Roy Lopez leaves Detroit for Arizona as Cardinals reshape their line

Roy Lopez leaves Detroit for Arizona as Cardinals reshape their line

For roy lopez, the next chapter comes with a familiar logo. The defensive tackle is headed back to the Arizona Cardinals on a two-year, $11. 5 million deal that includes $7 million guaranteed, leaving the Detroit Lions after a season in which he played every game. In Arizona, his move lands in the middle of a defensive line picture that also includes another return: L. J. Collier on a one-year, $2. 5 million contract.

roy lopez, a full season in Detroit, and a new deal in Arizona

Detroit signed roy lopez to a one-year, $3. 5 million deal for the 2025 season, and the Lions got the kind of availability teams count on up front. Lopez played in all 17 games, finishing with 30 tackles, 2. 0 sacks, and a pass defensed. His role was not framed as headline-making stardom, but as something that matters over a long season: depth that holds up snap after snap.

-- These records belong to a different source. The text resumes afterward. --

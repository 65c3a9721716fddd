//! Event types delivered by the event feed
//!
//! The service describes each event as a small JSON value, most commonly an
//! array whose first element names the event (`["gotMessage", "hello"]`).
//! [`Event`] keeps that value intact and exposes its discriminator as an
//! [`EventKind`] so callers can match on the kinds they know while still
//! receiving the ones they don't.

use serde::{Deserialize, Deserializer, Serialize, Serializer};
use serde_json::{Map, Value};
use std::fmt;

/// Key holding the discriminator in object-shaped events.
const TYPE_KEY: &str = "type";

/// Discriminator of an [`Event`]
#[derive(Debug, Clone, PartialEq, Eq, Hash)]
pub enum EventKind {
    /// Waiting for a stranger to be matched
    Waiting,
    /// Matched with a stranger
    Connected,
    /// The stranger sent a message
    GotMessage,
    /// The stranger left the conversation
    StrangerDisconnected,
    /// The stranger started typing
    Typing,
    /// The stranger stopped typing
    StoppedTyping,
    /// The service wants a CAPTCHA solved
    RecaptchaRequired,
    /// A CAPTCHA answer was rejected
    RecaptchaRejected,
    /// Count of users online
    Count,
    /// A spied-on participant sent a message
    SpyMessage,
    /// A spied-on participant started typing
    SpyTyping,
    /// A spied-on participant stopped typing
    SpyStoppedTyping,
    /// A spied-on participant left
    SpyDisconnected,
    /// The question under discussion in spy mode
    Question,
    /// The service reported an error
    Error,
    /// Topics shared with the stranger
    CommonLikes,
    /// The client was banned by the content filter
    AntinudeBanned,
    /// Any discriminator not listed above, kept verbatim
    Other(String),
}

impl EventKind {
    /// Wire name of this kind.
    pub fn as_str(&self) -> &str {
        match self {
            Self::Waiting => "waiting",
            Self::Connected => "connected",
            Self::GotMessage => "gotMessage",
            Self::StrangerDisconnected => "strangerDisconnected",
            Self::Typing => "typing",
            Self::StoppedTyping => "stoppedTyping",
            Self::RecaptchaRequired => "recaptchaRequired",
            Self::RecaptchaRejected => "recaptchaRejected",
            Self::Count => "count",
            Self::SpyMessage => "spyMessage",
            Self::SpyTyping => "spyTyping",
            Self::SpyStoppedTyping => "spyStoppedTyping",
            Self::SpyDisconnected => "spyDisconnected",
            Self::Question => "question",
            Self::Error => "error",
            Self::CommonLikes => "commonLikes",
            Self::AntinudeBanned => "antinudeBanned",
            Self::Other(name) => name,
        }
    }

    /// Whether this kind only occurs in spy mode.
    pub fn is_spy(&self) -> bool {
        matches!(
            self,
            Self::SpyMessage
                | Self::SpyTyping
                | Self::SpyStoppedTyping
                | Self::SpyDisconnected
                | Self::Question
        )
    }

    /// Whether this kind signals the other side is gone.
    pub fn ends_conversation(&self) -> bool {
        matches!(self, Self::StrangerDisconnected | Self::SpyDisconnected)
    }
}

impl From<&str> for EventKind {
    fn from(name: &str) -> Self {
        match name {
            "waiting" => Self::Waiting,
            "connected" => Self::Connected,
            "gotMessage" => Self::GotMessage,
            "strangerDisconnected" => Self::StrangerDisconnected,
            "typing" => Self::Typing,
            "stoppedTyping" => Self::StoppedTyping,
            "recaptchaRequired" => Self::RecaptchaRequired,
            "recaptchaRejected" => Self::RecaptchaRejected,
            "count" => Self::Count,
            "spyMessage" => Self::SpyMessage,
            "spyTyping" => Self::SpyTyping,
            "spyStoppedTyping" => Self::SpyStoppedTyping,
            "spyDisconnected" => Self::SpyDisconnected,
            "question" => Self::Question,
            "error" => Self::Error,
            "commonLikes" => Self::CommonLikes,
            "antinudeBanned" => Self::AntinudeBanned,
            other => Self::Other(other.to_string()),
        }
    }
}

impl fmt::Display for EventKind {
    fn fmt(&self, f: &mut fmt::Formatter<'_>) -> fmt::Result {
        f.write_str(self.as_str())
    }
}

/// A single event from the feed.
///
/// Three wire shapes are understood:
///
/// - `["kind", arg, ...]` - positional arguments land in [`Event::args`]
/// - `{"type": "kind", ...}` - remaining keys land in [`Event::fields`]
/// - `"kind"` - a bare discriminator
///
/// Anything else is kept with an empty [`EventKind::Other`] discriminator.
/// The original value is always available through [`Event::raw`].
#[derive(Debug, Clone, PartialEq)]
pub struct Event {
    kind: EventKind,
    args: Vec<Value>,
    fields: Map<String, Value>,
    raw: Value,
}

impl Event {
    /// Create an event with no payload, in the service's array shape.
    pub fn new(kind: impl Into<EventKind>) -> Self {
        let kind = kind.into();
        let raw = Value::Array(vec![Value::String(kind.as_str().to_string())]);
        Self {
            kind,
            args: Vec::new(),
            fields: Map::new(),
            raw,
        }
    }

    /// Wrap a decoded JSON value as an event.
    pub fn from_value(raw: Value) -> Self {
        let (kind, args, fields) = match &raw {
            Value::Array(items) => match items.split_first() {
                Some((Value::String(name), rest)) => {
                    (EventKind::from(name.as_str()), rest.to_vec(), Map::new())
                }
                _ => (EventKind::Other(String::new()), items.clone(), Map::new()),
            },
            Value::Object(map) => {
                let kind = map
                    .get(TYPE_KEY)
                    .and_then(Value::as_str)
                    .map(EventKind::from)
                    .unwrap_or_else(|| EventKind::Other(String::new()));
                let fields = map
                    .iter()
                    .filter(|(key, _)| key.as_str() != TYPE_KEY)
                    .map(|(key, value)| (key.clone(), value.clone()))
                    .collect();
                (kind, Vec::new(), fields)
            }
            Value::String(name) => (EventKind::from(name.as_str()), Vec::new(), Map::new()),
            _ => (EventKind::Other(String::new()), Vec::new(), Map::new()),
        };

        Self {
            kind,
            args,
            fields,
            raw,
        }
    }

    /// The event discriminator.
    pub fn kind(&self) -> &EventKind {
        &self.kind
    }

    /// The discriminator as it appeared on the wire.
    pub fn name(&self) -> &str {
        self.kind.as_str()
    }

    /// Positional arguments following the discriminator.
    pub fn args(&self) -> &[Value] {
        &self.args
    }

    /// Positional argument `index` if it is a string.
    pub fn arg_str(&self, index: usize) -> Option<&str> {
        self.args.get(index).and_then(Value::as_str)
    }

    /// Named fields of an object-shaped event.
    pub fn fields(&self) -> &Map<String, Value> {
        &self.fields
    }

    /// Look up a named field.
    pub fn field(&self, name: &str) -> Option<&Value> {
        self.fields.get(name)
    }

    /// The value exactly as received.
    pub fn raw(&self) -> &Value {
        &self.raw
    }

    /// Consume the event, returning the value as received.
    pub fn into_raw(self) -> Value {
        self.raw
    }
}

impl From<Value> for Event {
    fn from(raw: Value) -> Self {
        Self::from_value(raw)
    }
}

impl fmt::Display for Event {
    fn fmt(&self, f: &mut fmt::Formatter<'_>) -> fmt::Result {
        write!(f, "{}", self.raw)
    }
}

impl Serialize for Event {
    fn serialize<S>(&self, serializer: S) -> Result<S::Ok, S::Error>
    where
        S: Serializer,
    {
        self.raw.serialize(serializer)
    }
}

impl<'de> Deserialize<'de> for Event {
    fn deserialize<D>(deserializer: D) -> Result<Self, D::Error>
    where
        D: Deserializer<'de>,
    {
        Value::deserialize(deserializer).map(Self::from_value)
    }
}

That production helped make him, in the Lions’ view, a “good depth player” in 2025. It also came within a defense that leaned on a strong run unit, where Lopez was described as a “big cog. ” The details of his pressure work were also specified: PFF credited him with 13 pressures on the season and a 63. 6 pass rush grade, a snapshot of an interior lineman who could contribute beyond plugging gaps.

Now the Lions are losing that piece, adding to a stretch in which their defense has “suffered yet another free agency loss. ” Lopez’s agreement with Arizona was one of multiple defensive departures that came together on a Monday, part of a broader churn that forces Detroit to replace snaps and roles, not just names.

Arizona Cardinals keep L. J. Collier while adding Roy Lopez

Arizona’s plans along the defensive line did not hinge on one move. The Cardinals are also bringing back defensive lineman L. J. Collier on a one-year contract worth $2. 5 million. It is the fourth one-year deal Collier has signed with Arizona, where he has been since 2023. The team’s approach places two different kinds of bets at the same position group: a multi-year commitment to Lopez and a familiar, shorter-term return for Collier.

Collier’s recent seasons in Arizona have swung between full availability and abrupt interruption. Last season, a knee injury limited him to four games, where he posted six tackles and two quarterback hits. In 2023, he tore his triceps in Week 1 and missed the rest of the season, meaning two of his three seasons with the Cardinals have been injury-shortened.

Still, the record of a fully healthy year is also there. In 2024, Collier played in all 17 games and produced a career-high 29 tackles and a career-high 3. 5 sacks, plus four tackles for loss and six quarterback hits. In that context, his new one-year deal reads like continuity built on a best-case version Arizona has already seen, even while recent injuries hang over the most immediate past.

Collier returns to a defensive line room that has Darius Robinson, Walter Nolen, and Dante Stills under contract. P. J. Mustipher is listed as an exclusive rights free agent and is expected to be back. Into that mix comes Lopez, a player Arizona is bringing “back” as well—another returner, but on a different contract path and after a full season in Detroit.

Detroit Lions losses, Tyleik Williams’ snaps, and DJ Reader’s decision

Lopez’s departure lands in Detroit as both a subtraction and a prompt. The Lions are expected to give 2025 first-round pick Tyleik Williams a bigger role this upcoming season after he played 446 snaps, compared with Lopez’s 425. That comparison captures the fine margins in a rotation: the difference between a role player and the next player asked to become more than that.

Even with Williams projected for more work, the Lions still “will need more reinforcements in the defensive tackle room. ” One of the reasons is timing. Veteran nose tackle DJ Reader is facing free agency, and his status remains unresolved. Reader said he would like to return to Detroit and noted that the Lions have been talking to his agent, while adding he had not had personal communication. His words leave the decision squarely in the negotiation process, and the Lions’ interior depth chart, by extension, in motion.

Lopez’s move was also not an isolated exit. He became the third Lions defender to agree to terms with a new team on that Monday. Linebacker Alex Anzalone is signing with the Tampa Bay Buccaneers, and cornerback Amik Robertson is joining the Washington Commanders. For Detroit, it means the reshaping is spread across the defense, not confined to one position group.

For roy lopez, the change is clear and immediate: a return to the Arizona Cardinals on a two-year deal after a 17-game season in Detroit. In the same week Arizona brought back L. J. Collier on yet another one-year contract, the team’s defensive front now carries two kinds of continuity—one rooted in a familiar player on a short-term agreement, the other in a player returning on a longer commitment.